What is expected –
From the material below, pull each line containing the string "nest".

Dataset –
pub mod admin_handler;
pub mod auth_handler;
use axum::{
    extract::{DefaultBodyLimit, State},
    http::StatusCode,
    middleware::from_fn_with_state,
    response::IntoResponse,
    routing::{get, post},
    Json, Router,
};
use std::sync::Arc;
use tower_http::cors::{Any, CorsLayer};
use tower_http::trace::TraceLayer;

use crate::handlers::{admin_handler, auth_handler};
use crate::middleware::auth::{guard, require_role, RequiredRoles};
use crate::models::role::Role;
use crate::AppState;

const SELLER_AREA: RequiredRoles = RequiredRoles(&[Role::Seller, Role::Admin]);
const ADMIN_AREA: RequiredRoles = RequiredRoles(&[Role::Admin]);

/// 健康检查：探测凭证存储连通性
async fn health_check(State(state): State<Arc<AppState>>) -> impl IntoResponse {
    match state.store.ping().await {
        Ok(_) => (
            StatusCode::OK,
            Json(serde_json::json!({ "status": "up", "database": "connected" })),
        ),
        Err(e) => {
            tracing::error!("Health check failed: database error: {}", e);
            (
                StatusCode::SERVICE_UNAVAILABLE,
                Json(serde_json::json!({ "status": "down", "error": "database_error" })),
            )
        }
    }
}

pub fn router(state: Arc<AppState>) -> Router {
    let cors = CorsLayer::new()
        .allow_origin(Any)
        .allow_methods(Any)
        .allow_headers(Any);

    // 公开路由
    let public_routes = Router::new()
        .route("/register", post(auth_handler::register))
        .route("/login", post(auth_handler::login))
        .route("/refresh", post(auth_handler::refresh))
        .route("/logout", post(auth_handler::logout));

    // 需要登录；layer 后加先执行，guard 必须最后挂
    let protected_routes = Router::new()
        .route("/me", get(auth_handler::me))
        .route_layer(from_fn_with_state(state.clone(), guard));

    let seller_routes = Router::new()
        .route("/dashboard", get(admin_handler::seller_dashboard))
        .route_layer(from_fn_with_state(SELLER_AREA, require_role))
        .route_layer(from_fn_with_state(state.clone(), guard));

    let admin_routes = Router::new()
        .route("/users", get(admin_handler::list_users))
        .route("/sellers", get(admin_handler::list_sellers))
        .route(
            "/users/:id/seller",
            post(admin_handler::grant_seller).delete(admin_handler::revoke_seller),
        )
        .route_layer(from_fn_with_state(ADMIN_AREA, require_role))
        .route_layer(from_fn_with_state(state.clone(), guard));

    Router::new()
        .route("/health", get(health_check))
        .nest("/api", public_routes.merge(protected_routes))
        .nest("/api/seller", seller_routes)
        .nest("/api/admin", admin_routes)
        .layer(DefaultBodyLimit::max(64 * 1024))
        .with_state(state)
        .layer(cors)
        .layer(TraceLayer::new_for_http())
}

Task result –
        .nest("/api", public_routes.merge(protected_routes))
        .nest("/api/seller", seller_routes)
        .nest("/api/admin", admin_routes)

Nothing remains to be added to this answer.